What is expected: Return only the number of lines in the entries below that hold the word "caller".

[Data items]
<<<<
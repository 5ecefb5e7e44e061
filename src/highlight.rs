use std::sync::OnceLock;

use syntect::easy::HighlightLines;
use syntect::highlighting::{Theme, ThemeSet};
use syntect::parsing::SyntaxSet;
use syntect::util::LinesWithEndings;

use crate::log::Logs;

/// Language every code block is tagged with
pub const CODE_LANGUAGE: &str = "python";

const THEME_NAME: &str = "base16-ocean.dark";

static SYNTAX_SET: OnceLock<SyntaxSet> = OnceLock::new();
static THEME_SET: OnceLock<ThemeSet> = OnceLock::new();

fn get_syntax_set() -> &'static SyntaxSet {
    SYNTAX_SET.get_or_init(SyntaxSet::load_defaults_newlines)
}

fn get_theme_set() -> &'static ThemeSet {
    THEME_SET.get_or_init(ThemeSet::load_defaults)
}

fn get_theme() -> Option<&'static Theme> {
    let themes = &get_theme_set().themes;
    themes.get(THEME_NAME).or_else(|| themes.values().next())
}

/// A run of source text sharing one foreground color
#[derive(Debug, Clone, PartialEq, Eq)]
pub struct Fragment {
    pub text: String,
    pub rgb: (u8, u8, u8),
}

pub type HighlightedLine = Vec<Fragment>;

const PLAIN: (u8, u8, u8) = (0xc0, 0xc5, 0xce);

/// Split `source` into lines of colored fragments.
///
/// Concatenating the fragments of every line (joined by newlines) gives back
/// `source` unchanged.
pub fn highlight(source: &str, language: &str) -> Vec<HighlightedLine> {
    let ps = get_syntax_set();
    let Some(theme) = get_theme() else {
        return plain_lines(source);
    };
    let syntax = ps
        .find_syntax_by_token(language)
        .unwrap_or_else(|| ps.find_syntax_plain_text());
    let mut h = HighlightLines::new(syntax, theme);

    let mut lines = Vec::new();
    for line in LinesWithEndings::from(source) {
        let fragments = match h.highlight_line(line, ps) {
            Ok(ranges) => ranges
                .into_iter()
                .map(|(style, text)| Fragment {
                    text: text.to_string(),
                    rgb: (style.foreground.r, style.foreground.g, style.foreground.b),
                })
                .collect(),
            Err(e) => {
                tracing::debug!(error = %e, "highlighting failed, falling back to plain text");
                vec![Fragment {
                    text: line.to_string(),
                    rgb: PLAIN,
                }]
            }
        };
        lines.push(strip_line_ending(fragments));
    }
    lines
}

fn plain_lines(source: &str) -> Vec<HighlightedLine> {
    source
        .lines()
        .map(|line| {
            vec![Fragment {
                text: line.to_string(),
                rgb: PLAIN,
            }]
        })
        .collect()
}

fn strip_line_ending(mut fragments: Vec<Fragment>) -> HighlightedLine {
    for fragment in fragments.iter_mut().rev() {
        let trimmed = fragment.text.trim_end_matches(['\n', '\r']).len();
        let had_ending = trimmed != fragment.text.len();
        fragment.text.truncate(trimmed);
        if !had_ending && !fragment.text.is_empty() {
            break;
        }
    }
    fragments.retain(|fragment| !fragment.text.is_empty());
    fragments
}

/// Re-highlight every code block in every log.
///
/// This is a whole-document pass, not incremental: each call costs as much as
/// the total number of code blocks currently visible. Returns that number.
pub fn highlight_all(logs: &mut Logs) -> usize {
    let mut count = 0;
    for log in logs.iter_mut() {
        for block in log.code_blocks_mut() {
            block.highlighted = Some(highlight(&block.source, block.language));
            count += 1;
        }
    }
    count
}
>>>>
<<<<
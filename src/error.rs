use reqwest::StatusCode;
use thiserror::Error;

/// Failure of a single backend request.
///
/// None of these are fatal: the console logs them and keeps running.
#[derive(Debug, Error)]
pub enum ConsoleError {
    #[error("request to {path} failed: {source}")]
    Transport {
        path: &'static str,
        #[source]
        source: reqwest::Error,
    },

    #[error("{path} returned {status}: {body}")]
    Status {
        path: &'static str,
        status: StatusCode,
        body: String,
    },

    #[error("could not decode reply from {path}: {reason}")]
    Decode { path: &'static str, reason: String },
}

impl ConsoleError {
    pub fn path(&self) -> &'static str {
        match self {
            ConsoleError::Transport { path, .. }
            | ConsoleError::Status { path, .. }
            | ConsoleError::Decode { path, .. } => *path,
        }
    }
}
>>>>
<<<<
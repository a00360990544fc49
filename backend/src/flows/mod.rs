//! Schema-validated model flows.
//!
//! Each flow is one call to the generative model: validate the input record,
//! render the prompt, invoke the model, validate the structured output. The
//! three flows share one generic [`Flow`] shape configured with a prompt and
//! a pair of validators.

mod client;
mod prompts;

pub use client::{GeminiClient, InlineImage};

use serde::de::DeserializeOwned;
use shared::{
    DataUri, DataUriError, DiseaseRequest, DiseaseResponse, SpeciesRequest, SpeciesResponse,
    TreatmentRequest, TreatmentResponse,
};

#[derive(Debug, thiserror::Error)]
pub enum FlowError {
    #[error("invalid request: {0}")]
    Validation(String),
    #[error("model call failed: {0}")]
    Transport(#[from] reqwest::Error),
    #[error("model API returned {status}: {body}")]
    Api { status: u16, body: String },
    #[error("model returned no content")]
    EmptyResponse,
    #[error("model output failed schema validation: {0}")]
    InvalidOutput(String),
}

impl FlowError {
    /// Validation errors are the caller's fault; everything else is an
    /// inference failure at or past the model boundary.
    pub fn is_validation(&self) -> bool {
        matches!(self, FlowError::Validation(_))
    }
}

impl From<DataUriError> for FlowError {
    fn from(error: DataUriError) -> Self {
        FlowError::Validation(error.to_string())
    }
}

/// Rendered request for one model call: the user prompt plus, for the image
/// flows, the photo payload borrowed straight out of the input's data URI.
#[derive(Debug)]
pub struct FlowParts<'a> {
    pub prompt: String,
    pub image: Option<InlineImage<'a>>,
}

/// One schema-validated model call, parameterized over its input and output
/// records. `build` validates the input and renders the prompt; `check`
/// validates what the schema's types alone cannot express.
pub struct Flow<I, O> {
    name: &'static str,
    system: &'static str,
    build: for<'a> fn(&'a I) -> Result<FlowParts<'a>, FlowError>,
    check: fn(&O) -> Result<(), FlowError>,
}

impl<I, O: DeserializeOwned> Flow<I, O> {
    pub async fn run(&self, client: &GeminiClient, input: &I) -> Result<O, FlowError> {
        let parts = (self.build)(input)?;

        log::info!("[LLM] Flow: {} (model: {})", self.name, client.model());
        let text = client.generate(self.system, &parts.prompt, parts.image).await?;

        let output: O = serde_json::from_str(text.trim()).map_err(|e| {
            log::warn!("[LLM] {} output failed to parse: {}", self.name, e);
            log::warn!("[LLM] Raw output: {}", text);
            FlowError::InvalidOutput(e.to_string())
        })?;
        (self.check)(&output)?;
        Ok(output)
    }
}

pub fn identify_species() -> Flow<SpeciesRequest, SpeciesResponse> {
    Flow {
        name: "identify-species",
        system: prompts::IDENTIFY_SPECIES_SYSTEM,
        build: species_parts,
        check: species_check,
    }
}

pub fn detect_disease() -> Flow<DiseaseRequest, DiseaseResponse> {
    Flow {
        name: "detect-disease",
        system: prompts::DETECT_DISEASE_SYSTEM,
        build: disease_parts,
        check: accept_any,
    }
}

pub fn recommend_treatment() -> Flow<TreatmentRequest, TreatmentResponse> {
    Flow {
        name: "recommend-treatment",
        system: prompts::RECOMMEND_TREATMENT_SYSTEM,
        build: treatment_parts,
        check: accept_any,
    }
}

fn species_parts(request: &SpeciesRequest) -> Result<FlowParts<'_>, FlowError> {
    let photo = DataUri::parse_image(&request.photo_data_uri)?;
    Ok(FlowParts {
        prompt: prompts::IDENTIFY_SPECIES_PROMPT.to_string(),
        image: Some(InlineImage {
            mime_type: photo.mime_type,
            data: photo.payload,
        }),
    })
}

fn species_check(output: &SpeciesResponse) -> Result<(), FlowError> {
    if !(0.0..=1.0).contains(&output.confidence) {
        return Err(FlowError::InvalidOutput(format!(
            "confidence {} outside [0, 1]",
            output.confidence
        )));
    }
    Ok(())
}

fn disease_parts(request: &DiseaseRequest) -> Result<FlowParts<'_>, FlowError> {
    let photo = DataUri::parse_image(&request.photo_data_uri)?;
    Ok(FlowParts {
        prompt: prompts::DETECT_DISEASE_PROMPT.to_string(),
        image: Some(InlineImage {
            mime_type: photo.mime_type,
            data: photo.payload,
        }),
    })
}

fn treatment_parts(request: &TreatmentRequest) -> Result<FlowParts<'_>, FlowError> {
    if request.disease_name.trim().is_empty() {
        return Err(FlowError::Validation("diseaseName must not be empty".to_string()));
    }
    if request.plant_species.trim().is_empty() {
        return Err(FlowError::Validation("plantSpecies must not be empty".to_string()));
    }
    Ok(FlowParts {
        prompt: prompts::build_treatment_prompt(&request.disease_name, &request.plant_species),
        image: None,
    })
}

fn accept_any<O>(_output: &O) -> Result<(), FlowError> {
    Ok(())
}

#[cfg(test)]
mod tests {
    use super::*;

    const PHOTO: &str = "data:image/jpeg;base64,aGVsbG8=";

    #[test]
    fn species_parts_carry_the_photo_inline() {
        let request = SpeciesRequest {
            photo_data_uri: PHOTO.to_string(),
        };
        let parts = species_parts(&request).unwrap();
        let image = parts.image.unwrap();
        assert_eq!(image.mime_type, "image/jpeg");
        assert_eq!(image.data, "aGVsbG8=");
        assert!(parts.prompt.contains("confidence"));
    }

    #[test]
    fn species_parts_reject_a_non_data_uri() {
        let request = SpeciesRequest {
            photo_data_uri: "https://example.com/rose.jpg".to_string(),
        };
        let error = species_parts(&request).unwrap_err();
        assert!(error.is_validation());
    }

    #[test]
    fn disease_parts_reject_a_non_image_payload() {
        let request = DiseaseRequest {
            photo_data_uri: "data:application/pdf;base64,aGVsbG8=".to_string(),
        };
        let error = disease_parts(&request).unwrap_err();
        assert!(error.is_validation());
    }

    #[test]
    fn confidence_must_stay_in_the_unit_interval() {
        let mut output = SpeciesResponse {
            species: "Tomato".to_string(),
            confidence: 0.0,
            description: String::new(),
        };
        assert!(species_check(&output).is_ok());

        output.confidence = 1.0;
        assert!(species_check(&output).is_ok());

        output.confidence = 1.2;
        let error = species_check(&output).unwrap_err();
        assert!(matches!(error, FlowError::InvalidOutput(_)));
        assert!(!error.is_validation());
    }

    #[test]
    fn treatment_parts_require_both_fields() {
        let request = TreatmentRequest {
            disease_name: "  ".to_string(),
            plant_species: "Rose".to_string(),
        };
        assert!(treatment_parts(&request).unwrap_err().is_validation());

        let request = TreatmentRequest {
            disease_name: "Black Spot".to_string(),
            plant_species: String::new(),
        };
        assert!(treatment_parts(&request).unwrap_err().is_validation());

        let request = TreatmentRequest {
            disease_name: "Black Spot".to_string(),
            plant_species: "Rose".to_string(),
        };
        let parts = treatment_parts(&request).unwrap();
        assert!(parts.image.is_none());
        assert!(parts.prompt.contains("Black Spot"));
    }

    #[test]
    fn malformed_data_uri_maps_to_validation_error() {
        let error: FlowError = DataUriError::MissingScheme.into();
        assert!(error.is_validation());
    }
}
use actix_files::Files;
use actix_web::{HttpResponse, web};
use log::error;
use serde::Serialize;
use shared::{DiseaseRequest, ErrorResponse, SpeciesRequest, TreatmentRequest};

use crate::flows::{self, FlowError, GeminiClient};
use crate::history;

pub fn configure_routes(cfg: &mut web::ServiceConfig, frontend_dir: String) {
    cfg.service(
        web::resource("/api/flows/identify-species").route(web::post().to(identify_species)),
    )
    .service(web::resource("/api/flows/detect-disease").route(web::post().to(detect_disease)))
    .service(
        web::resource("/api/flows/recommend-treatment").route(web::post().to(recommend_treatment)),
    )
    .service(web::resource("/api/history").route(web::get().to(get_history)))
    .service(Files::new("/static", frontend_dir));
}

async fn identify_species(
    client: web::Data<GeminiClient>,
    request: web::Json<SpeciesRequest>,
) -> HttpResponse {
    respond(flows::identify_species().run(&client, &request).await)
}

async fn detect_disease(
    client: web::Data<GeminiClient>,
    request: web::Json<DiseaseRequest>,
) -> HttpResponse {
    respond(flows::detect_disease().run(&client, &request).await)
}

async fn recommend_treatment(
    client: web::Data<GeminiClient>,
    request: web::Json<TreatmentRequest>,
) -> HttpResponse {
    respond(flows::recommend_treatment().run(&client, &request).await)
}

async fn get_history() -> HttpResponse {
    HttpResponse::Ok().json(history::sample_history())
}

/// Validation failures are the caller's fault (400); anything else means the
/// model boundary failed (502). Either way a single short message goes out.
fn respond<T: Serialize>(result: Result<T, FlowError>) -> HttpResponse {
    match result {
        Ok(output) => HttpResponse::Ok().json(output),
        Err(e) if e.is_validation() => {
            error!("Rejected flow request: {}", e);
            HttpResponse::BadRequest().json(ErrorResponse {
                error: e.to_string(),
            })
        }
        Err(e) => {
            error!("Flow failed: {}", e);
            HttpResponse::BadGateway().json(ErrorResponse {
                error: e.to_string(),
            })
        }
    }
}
>>>>
Reply: 2